Unfortunately, I do not have time right now to chime in on the very important ballot measure committee contribution disclosure lawsuit, ProtectMarriage.com, which is before the U.S. Court of Appeals for the Ninth Circuit.  I’ve served as an expert in several campaign finance lawsuits across the country, including the case California Pro-Life Council v. Getman (9th Cir. 2005), when my research was used to bolster the constitutionality of California’s ballot measure disclosure requirements.  I must say that it’s gratifying to see that my 2005 Election Law Journal article with Elizabeth Garrett that details the deceptive practices of “Veiled Political Actors” is once again being used to support the case for the public disclosure of the activities of ballot issue committee, as required under California’s Political Reform Act.

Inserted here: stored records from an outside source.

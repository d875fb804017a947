//! Command-line surface.
//!
//! This module only defines the argument grammar and a thin layer that
//! resolves flags/environment/profile defaults into the inputs the
//! algorithm and marshaller need. It is explicitly non-core: terminal
//! prompting, file discovery under `$HOME`, and exit-code plumbing live
//! in the `mpw` binary, not in the library's derivation logic.

use clap::Parser;

use crate::types::{AlgorithmVersion, Format, Named, Purpose, ResultType};

/// A stateless password management solution.
#[derive(Parser, Debug)]
#[command(name = "mpw", about = "A stateless password management solution.")]
pub struct Cli {
    /// The full name of the user. Use `-U` instead to allow changing the
    /// master password associated with an existing profile.
    #[arg(short = 'u', long = "user", value_name = "NAME")]
    pub full_name: Option<String>,

    /// Like `-u`, but permits re-keying the profile under a new master
    /// secret after re-prompting with the old one.
    #[arg(short = 'U', long = "user-change", value_name = "NAME")]
    pub full_name_allow_change: Option<String>,

    /// The master secret, given inline. Insecure: only meant for testing.
    #[arg(short = 'M', long = "master-password", value_name = "SECRET")]
    pub master_password: Option<String>,

    /// The result template or type's short or long name.
    #[arg(short = 't', long = "type", value_name = "TYPE")]
    pub type_: Option<String>,

    /// The result parameter: a stored secret value, or a `Derive` key
    /// size in bits.
    #[arg(short = 'P', long = "param", value_name = "PARAM")]
    pub param: Option<String>,

    /// The site counter.
    #[arg(short = 'c', long = "counter", value_name = "N")]
    pub counter: Option<u32>,

    /// The algorithm version, 0..3.
    #[arg(short = 'a', long = "algorithm", value_name = "VERSION")]
    pub algorithm: Option<u32>,

    /// The derivation purpose: `a` authentication, `i` identification,
    /// `r` recovery.
    #[arg(short = 'p', long = "purpose", value_name = "PURPOSE")]
    pub purpose: Option<String>,

    /// The purpose context, e.g. a recovery question.
    #[arg(short = 'C', long = "context", value_name = "CONTEXT")]
    pub context: Option<String>,

    /// Migrate to this format on write, or read-and-write strictly this
    /// format if given as `-F`.
    #[arg(short = 'f', long = "format", value_name = "FORMAT")]
    pub format: Option<String>,

    /// Read and write strictly this format.
    #[arg(short = 'F', long = "format-fixed", value_name = "FORMAT")]
    pub format_fixed: Option<String>,

    /// Whether the written profile should be redacted (omit recoverable
    /// state): `0` or `1`.
    #[arg(short = 'R', long = "redacted", value_name = "0|1")]
    pub redacted: Option<u8>,

    /// Increase verbosity. Repeatable.
    #[arg(short = 'v', action = clap::ArgAction::Count)]
    pub verbose: u8,

    /// Decrease verbosity. Repeatable.
    #[arg(short = 'q', action = clap::ArgAction::Count)]
    pub quiet: u8,

    /// The site name to generate a credential for.
    pub site_name: Option<String>,
}

impl Cli {
    pub fn resolved_format(&self) -> Option<Format> {
        self.format_fixed
            .as_deref()
            .or(self.format.as_deref())
            .and_then(Format::from_name)
    }

    pub fn resolved_algorithm(&self, env_default: Option<AlgorithmVersion>) -> Option<AlgorithmVersion> {
        self.algorithm
            .and_then(AlgorithmVersion::from_u32)
            .or(env_default)
    }

    pub fn resolved_purpose(&self) -> Option<Purpose> {
        self.purpose.as_deref().and_then(Purpose::from_name)
    }

    pub fn resolved_type(&self) -> Option<ResultType> {
        self.type_.as_deref().and_then(ResultType::from_name)
    }

    /// Full name from whichever of `-u`/`-U` was given, preferring `-U`
    /// since it's the more specific override.
    pub fn full_name(&self) -> Option<&str> {
        self.full_name_allow_change
            .as_deref()
            .or(self.full_name.as_deref())
    }

    /// `-U` was used: the caller may re-key the profile.
    pub fn allow_master_password_change(&self) -> bool {
        self.full_name_allow_change.is_some()
    }

    /// Net verbosity: `-v` minus `-q`, clamped at zero.
    pub fn verbosity(&self) -> i32 {
        i32::from(self.verbose) - i32::from(self.quiet)
    }
}

#[cfg(test)]
mod tests {
    use super::*;

    #[test]
    fn parses_minimal_invocation() {
        let cli = Cli::parse_from(["mpw", "example.com"]);
        assert_eq!(cli.site_name.as_deref(), Some("example.com"));
        assert_eq!(cli.verbosity(), 0);
    }

    #[test]
    fn verbosity_nets_v_and_q() {
        let cli = Cli::parse_from(["mpw", "-v", "-v", "-q", "example.com"]);
        assert_eq!(cli.verbosity(), 1);
    }

    #[test]
    fn u_upper_allows_master_password_change() {
        let cli = Cli::parse_from(["mpw", "-U", "Jane Doe", "example.com"]);
        assert!(cli.allow_master_password_change());
        assert_eq!(cli.full_name(), Some("Jane Doe"));
    }
}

If you’re interested in the topic, I’d urge you to read the Campaign Legal Center’s amicus brief filed in ProtectMarriage.com v. Bowen

As the Legal Center points out in its press release, “In the last decade alone the Supreme Court has upheld disclosure laws by votes of 8-1 three times, most recently in Doe v. Reed.  In his concurrence in the case, Justice Scalia made very clear the importance of transparency to the health of our democracy:

Requiring people to stand up in public for their political acts fosters civic courage, without which democracy is doomed.  For my part, I do not look forward to a society which, thanks to the Supreme Court, campaigns anonymously (McIntyre) and even exercises the direct democracy of initiative and referendum hidden from public scrutiny and protected from the accountability of criticism.  This does not resemble the Home of the Brave.”

As the lead author of the “Direct Democracy Scholars” amicus brief in Doe v. Reed, I couldn’t agree more with Justice Scalia’s wise words or the Campaign Legal Center’s analysis.